Start of Block

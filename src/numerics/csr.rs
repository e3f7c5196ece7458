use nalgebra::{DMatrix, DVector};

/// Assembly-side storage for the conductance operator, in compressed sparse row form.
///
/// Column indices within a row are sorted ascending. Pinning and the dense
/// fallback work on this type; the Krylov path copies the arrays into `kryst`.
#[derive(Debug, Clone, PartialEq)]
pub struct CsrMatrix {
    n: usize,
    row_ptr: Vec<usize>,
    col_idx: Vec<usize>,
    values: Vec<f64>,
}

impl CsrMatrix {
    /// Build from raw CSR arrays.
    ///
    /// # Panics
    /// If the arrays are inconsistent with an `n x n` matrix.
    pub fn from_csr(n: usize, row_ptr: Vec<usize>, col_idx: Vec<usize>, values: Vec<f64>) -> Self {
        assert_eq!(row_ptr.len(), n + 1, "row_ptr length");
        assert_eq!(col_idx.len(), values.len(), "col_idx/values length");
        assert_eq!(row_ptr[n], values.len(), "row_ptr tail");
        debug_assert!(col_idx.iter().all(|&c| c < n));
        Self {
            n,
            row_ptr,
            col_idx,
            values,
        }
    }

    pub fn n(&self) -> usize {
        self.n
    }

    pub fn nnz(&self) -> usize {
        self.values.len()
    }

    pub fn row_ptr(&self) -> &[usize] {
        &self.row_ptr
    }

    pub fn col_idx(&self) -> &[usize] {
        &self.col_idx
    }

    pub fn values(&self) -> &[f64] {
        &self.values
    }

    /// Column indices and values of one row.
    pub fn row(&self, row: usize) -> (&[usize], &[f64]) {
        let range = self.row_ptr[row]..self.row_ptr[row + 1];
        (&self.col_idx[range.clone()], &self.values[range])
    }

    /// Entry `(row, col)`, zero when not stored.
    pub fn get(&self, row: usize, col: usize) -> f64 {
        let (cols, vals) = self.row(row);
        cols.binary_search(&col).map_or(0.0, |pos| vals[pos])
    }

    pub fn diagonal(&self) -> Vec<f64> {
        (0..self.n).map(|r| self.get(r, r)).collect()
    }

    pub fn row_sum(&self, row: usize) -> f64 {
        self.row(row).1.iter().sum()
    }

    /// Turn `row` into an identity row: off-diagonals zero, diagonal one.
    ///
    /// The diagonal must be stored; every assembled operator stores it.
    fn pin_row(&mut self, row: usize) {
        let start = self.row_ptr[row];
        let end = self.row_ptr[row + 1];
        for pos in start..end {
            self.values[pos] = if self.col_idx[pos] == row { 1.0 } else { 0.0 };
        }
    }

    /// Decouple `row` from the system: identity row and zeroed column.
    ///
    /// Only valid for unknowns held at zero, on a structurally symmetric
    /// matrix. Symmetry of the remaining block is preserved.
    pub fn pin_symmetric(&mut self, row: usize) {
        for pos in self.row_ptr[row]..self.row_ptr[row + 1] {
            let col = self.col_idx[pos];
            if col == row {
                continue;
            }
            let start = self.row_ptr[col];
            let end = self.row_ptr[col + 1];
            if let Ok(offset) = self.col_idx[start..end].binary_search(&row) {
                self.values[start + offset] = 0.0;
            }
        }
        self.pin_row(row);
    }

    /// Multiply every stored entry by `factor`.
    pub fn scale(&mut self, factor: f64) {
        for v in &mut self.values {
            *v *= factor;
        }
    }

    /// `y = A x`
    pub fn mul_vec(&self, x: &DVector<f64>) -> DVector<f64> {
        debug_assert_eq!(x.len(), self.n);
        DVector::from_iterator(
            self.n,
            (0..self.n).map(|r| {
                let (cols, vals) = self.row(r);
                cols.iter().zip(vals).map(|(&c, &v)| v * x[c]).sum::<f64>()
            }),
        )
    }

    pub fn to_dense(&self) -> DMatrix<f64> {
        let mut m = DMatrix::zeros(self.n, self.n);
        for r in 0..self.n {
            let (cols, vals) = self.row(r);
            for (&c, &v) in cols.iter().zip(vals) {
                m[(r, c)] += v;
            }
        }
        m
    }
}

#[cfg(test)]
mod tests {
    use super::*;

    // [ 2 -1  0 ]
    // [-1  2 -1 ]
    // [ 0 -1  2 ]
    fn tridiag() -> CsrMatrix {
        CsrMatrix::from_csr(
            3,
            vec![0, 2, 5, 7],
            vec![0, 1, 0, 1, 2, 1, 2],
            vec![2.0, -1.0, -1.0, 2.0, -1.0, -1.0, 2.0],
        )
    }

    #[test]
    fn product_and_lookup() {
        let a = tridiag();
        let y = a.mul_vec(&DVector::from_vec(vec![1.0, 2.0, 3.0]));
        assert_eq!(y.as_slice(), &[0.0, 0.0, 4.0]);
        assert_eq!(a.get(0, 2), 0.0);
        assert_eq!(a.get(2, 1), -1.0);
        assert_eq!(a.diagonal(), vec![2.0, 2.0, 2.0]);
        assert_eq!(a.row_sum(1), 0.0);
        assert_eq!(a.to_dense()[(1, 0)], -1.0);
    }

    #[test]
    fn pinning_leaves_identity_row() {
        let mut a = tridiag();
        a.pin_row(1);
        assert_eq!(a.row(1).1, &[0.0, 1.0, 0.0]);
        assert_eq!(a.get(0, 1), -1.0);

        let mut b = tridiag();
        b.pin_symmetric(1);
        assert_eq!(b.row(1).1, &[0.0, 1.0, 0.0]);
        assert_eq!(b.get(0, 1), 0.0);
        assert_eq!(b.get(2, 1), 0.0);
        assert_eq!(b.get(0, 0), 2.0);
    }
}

End of Block

• Work to be completed: Each record above needs to be transcribed word for word.

• Written answer:
filename src/numerics/csr.rs
repository e3f7c5196ece7458
use nalgebra::{DMatrix, DVector};

/// Assembly-side storage for the conductance operator, in compressed sparse row form.
///
/// Column indices within a row are sorted ascending. Pinning and the dense
/// fallback work on this type; the Krylov path copies the arrays into `kryst`.
#[derive(Debug, Clone, PartialEq)]
pub struct CsrMatrix {
    n: usize,
    row_ptr: Vec<usize>,
    col_idx: Vec<usize>,
    values: Vec<f64>,
}

impl CsrMatrix {
    /// Build from raw CSR arrays.
    ///
    /// # Panics
    /// If the arrays are inconsistent with an `n x n` matrix.
    pub fn from_csr(n: usize, row_ptr: Vec<usize>, col_idx: Vec<usize>, values: Vec<f64>) -> Self {
        assert_eq!(row_ptr.len(), n + 1, "row_ptr length");
        assert_eq!(col_idx.len(), values.len(), "col_idx/values length");
        assert_eq!(row_ptr[n], values.len(), "row_ptr tail");
        debug_assert!(col_idx.iter().all(|&c| c < n));
        Self {
            n,
            row_ptr,
            col_idx,
            values,
        }
    }

    pub fn n(&self) -> usize {
        self.n
    }

    pub fn nnz(&self) -> usize {
        self.values.len()
    }

    pub fn row_ptr(&self) -> &[usize] {
        &self.row_ptr
    }

    pub fn col_idx(&self) -> &[usize] {
        &self.col_idx
    }

    pub fn values(&self) -> &[f64] {
        &self.values
    }

    /// Column indices and values of one row.
    pub fn row(&self, row: usize) -> (&[usize], &[f64]) {
        let range = self.row_ptr[row]..self.row_ptr[row + 1];
        (&self.col_idx[range.clone()], &self.values[range])
    }

    /// Entry `(row, col)`, zero when not stored.
    pub fn get(&self, row: usize, col: usize) -> f64 {
        let (cols, vals) = self.row(row);
        cols.binary_search(&col).map_or(0.0, |pos| vals[pos])
    }

    pub fn diagonal(&self) -> Vec<f64> {
        (0..self.n).map(|r| self.get(r, r)).collect()
    }

    pub fn row_sum(&self, row: usize) -> f64 {
        self.row(row).1.iter().sum()
    }

    /// Turn `row` into an identity row: off-diagonals zero, diagonal one.
    ///
    /// The diagonal must be stored; every assembled operator stores it.
    fn pin_row(&mut self, row: usize) {
        let start = self.row_ptr[row];
        let end = self.row_ptr[row + 1];
        for pos in start..end {
            self.values[pos] = if self.col_idx[pos] == row { 1.0 } else { 0.0 };
        }
    }

    /// Decouple `row` from the system: identity row and zeroed column.
    ///
    /// Only valid for unknowns held at zero, on a structurally symmetric
    /// matrix. Symmetry of the remaining block is preserved.
    pub fn pin_symmetric(&mut self, row: usize) {
        for pos in self.row_ptr[row]..self.row_ptr[row + 1] {
            let col = self.col_idx[pos];
            if col == row {
                continue;
            }
            let start = self.row_ptr[col];
            let end = self.row_ptr[col + 1];
            if let Ok(offset) = self.col_idx[start..end].binary_search(&row) {
                self.values[start + offset] = 0.0;
            }
        }
        self.pin_row(row);
    }

    /// Multiply every stored entry by `factor`.
    pub fn scale(&mut self, factor: f64) {
        for v in &mut self.values {
            *v *= factor;
        }
    }

    /// `y = A x`
    pub fn mul_vec(&self, x: &DVector<f64>) -> DVector<f64> {
        debug_assert_eq!(x.len(), self.n);
        DVector::from_iterator(
            self.n,
            (0..self.n).map(|r| {
                let (cols, vals) = self.row(r);
                cols.iter().zip(vals).map(|(&c, &v)| v * x[c]).sum::<f64>()
            }),
        )
    }

    pub fn to_dense(&self) -> DMatrix<f64> {
        let mut m = DMatrix::zeros(self.n, self.n);
        for r in 0..self.n {
            let (cols, vals) = self.row(r);
            for (&c, &v) in cols.iter().zip(vals) {
                m[(r, c)] += v;
            }
        }
        m
    }
}

#[cfg(test)]
mod tests {
    use super::*;

    // [ 2 -1  0 ]
    // [-1  2 -1 ]
    // [ 0 -1  2 ]
    fn tridiag() -> CsrMatrix {
        CsrMatrix::from_csr(
            3,
            vec![0, 2, 5, 7],
            vec![0, 1, 0, 1, 2, 1, 2],
            vec![2.0, -1.0, -1.0, 2.0, -1.0, -1.0, 2.0],
        )
    }

    #[test]
    fn product_and_lookup() {
        let a = tridiag();
        let y = a.mul_vec(&DVector::from_vec(vec![1.0, 2.0, 3.0]));
        assert_eq!(y.as_slice(), &[0.0, 0.0, 4.0]);
        assert_eq!(a.get(0, 2), 0.0);
        assert_eq!(a.get(2, 1), -1.0);
        assert_eq!(a.diagonal(), vec![2.0, 2.0, 2.0]);
        assert_eq!(a.row_sum(1), 0.0);
        assert_eq!(a.to_dense()[(1, 0)], -1.0);
    }

    #[test]
    fn pinning_leaves_identity_row() {
        let mut a = tridiag();
        a.pin_row(1);
        assert_eq!(a.row(1).1, &[0.0, 1.0, 0.0]);
        assert_eq!(a.get(0, 1), -1.0);

        let mut b = tridiag();
        b.pin_symmetric(1);
        assert_eq!(b.row(1).1, &[0.0, 1.0, 0.0]);
        assert_eq!(b.get(0, 1), 0.0);
        assert_eq!(b.get(2, 1), 0.0);
        assert_eq!(b.get(0, 0), 2.0);
    }
}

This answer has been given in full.